◆ Task prompt
From the data below, return all lines holding the string "index".

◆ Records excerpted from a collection
.....
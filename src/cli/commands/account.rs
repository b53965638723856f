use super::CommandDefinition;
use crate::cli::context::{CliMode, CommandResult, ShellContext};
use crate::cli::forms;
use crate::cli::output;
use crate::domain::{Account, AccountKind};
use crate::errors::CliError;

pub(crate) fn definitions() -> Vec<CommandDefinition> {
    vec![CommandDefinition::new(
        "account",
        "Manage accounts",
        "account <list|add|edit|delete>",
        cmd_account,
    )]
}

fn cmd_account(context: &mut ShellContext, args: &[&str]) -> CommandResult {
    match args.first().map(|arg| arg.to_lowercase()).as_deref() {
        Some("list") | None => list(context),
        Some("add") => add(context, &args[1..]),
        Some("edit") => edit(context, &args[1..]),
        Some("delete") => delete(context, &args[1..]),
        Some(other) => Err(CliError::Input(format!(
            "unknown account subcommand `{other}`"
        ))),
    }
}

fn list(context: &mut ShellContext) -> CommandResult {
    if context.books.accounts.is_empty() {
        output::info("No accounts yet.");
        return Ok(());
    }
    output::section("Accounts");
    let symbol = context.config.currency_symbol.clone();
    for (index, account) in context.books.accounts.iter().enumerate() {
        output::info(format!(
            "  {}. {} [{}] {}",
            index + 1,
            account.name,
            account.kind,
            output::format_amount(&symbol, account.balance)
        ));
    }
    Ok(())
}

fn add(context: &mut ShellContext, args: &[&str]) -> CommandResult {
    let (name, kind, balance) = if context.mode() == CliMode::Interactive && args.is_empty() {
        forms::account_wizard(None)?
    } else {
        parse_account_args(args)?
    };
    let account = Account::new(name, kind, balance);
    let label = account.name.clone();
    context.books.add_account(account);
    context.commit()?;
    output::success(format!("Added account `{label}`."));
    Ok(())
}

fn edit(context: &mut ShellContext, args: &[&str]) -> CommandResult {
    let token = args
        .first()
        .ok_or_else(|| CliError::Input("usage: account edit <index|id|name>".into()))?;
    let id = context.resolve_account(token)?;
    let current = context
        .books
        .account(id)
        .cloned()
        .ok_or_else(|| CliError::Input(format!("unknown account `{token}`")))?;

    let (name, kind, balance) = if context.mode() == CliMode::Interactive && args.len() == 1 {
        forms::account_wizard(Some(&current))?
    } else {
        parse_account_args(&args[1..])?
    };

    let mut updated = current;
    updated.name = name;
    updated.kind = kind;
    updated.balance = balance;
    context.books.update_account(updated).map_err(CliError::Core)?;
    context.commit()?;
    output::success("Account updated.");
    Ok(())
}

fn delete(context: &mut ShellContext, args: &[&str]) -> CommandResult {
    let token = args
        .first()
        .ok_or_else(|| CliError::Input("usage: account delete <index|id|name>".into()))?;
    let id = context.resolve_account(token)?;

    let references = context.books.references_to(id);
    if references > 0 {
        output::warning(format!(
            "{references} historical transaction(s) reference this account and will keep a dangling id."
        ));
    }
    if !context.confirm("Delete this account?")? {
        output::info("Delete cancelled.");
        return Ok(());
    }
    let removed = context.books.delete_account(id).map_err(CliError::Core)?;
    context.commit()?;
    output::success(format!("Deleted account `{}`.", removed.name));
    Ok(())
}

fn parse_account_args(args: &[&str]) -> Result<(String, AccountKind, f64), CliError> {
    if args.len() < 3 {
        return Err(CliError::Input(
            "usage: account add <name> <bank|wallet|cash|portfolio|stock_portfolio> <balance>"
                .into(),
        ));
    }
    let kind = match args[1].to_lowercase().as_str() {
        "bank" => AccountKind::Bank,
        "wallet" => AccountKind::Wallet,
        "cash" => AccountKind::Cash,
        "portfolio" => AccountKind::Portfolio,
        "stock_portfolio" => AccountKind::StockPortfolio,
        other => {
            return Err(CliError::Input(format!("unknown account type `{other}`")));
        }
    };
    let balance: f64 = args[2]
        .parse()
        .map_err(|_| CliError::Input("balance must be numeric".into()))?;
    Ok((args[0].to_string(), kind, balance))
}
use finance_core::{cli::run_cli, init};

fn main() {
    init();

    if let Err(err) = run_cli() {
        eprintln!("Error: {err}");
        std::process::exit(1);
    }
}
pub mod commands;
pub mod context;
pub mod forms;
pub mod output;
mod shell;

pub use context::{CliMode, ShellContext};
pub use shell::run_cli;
.....
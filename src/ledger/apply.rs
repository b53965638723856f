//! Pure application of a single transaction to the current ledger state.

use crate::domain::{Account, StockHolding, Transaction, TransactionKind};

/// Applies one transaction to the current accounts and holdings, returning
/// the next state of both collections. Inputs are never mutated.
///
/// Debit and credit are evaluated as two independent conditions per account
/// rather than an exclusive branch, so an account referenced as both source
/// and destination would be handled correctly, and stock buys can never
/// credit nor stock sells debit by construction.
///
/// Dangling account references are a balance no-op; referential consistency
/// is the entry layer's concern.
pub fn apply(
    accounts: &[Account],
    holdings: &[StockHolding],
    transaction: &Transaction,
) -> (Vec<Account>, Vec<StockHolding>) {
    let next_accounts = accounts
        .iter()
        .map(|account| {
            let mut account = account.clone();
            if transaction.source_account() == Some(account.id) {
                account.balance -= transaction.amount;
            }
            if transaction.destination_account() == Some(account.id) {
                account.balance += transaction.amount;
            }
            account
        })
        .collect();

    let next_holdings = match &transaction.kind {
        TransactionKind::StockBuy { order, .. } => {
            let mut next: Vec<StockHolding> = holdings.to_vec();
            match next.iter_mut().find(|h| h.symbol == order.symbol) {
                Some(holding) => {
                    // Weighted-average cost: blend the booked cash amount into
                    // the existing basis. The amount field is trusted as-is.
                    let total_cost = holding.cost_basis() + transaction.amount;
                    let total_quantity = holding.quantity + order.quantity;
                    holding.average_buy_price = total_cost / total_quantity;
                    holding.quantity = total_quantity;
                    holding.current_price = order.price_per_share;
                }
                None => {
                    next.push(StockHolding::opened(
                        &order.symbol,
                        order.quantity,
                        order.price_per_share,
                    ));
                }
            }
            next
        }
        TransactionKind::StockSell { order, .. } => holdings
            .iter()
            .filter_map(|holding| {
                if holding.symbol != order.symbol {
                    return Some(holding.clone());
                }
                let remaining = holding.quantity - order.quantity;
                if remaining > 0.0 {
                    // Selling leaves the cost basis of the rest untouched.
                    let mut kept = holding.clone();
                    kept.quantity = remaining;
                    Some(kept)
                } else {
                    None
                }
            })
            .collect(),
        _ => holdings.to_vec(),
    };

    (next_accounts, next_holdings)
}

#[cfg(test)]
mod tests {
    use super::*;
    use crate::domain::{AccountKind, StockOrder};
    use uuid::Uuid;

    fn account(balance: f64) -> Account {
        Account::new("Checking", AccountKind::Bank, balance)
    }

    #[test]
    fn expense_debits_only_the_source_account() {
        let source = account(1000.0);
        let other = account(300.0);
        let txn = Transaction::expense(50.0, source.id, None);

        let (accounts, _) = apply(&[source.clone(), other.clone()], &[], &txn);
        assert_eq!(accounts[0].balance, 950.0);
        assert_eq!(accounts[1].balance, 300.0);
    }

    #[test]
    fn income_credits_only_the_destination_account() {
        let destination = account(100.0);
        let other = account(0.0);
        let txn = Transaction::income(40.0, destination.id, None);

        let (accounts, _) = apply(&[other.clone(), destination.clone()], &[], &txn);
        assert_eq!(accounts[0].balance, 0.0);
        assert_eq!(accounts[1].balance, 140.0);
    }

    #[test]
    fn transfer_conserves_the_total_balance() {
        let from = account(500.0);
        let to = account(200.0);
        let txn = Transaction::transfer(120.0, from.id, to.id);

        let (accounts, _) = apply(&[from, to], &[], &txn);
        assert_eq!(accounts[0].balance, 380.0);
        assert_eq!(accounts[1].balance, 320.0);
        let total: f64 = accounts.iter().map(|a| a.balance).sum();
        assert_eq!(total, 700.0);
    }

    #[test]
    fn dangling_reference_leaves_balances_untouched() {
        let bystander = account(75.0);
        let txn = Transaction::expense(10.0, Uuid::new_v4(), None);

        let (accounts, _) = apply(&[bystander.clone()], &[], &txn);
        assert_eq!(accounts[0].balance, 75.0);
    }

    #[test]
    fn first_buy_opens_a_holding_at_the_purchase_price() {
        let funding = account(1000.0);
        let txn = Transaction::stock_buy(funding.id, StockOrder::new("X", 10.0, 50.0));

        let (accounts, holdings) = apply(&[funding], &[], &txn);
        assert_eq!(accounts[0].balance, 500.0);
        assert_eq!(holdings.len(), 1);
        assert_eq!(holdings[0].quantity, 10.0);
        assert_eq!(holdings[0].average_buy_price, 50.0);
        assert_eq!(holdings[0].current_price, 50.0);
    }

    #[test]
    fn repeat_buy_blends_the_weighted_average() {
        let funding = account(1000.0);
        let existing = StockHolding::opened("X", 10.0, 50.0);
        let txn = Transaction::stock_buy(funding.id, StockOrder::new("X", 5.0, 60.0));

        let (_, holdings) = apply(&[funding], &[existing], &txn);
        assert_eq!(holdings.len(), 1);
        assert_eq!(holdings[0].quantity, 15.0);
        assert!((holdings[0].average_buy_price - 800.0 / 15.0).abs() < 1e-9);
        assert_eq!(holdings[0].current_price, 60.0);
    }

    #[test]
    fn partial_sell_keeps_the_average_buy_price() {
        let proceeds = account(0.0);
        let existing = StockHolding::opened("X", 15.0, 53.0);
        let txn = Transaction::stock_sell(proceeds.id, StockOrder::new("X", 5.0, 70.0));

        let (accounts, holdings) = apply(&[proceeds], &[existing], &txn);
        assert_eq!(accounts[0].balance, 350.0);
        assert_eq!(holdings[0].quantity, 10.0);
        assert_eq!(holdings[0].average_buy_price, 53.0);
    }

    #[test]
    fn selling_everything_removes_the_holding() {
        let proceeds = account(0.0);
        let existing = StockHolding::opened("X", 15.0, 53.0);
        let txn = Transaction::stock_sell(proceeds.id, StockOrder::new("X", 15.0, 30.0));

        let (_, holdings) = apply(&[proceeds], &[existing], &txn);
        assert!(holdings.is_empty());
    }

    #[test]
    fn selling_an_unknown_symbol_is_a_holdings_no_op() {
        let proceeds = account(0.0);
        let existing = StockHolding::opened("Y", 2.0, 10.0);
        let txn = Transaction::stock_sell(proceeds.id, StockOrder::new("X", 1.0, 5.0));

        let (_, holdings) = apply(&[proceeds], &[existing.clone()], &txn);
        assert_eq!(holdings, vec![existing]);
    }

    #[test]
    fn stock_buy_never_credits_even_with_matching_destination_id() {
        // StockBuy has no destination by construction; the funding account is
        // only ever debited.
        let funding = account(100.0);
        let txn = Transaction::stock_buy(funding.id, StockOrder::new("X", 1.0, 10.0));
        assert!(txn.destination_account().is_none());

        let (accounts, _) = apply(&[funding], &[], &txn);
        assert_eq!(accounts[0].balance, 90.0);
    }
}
.....
◆ Task output
    for (index, account) in context.books.accounts.iter().enumerate() {
            index + 1,
        .ok_or_else(|| CliError::Input("usage: account edit <index|id|name>".into()))?;
        .ok_or_else(|| CliError::Input("usage: account delete <index|id|name>".into()))?;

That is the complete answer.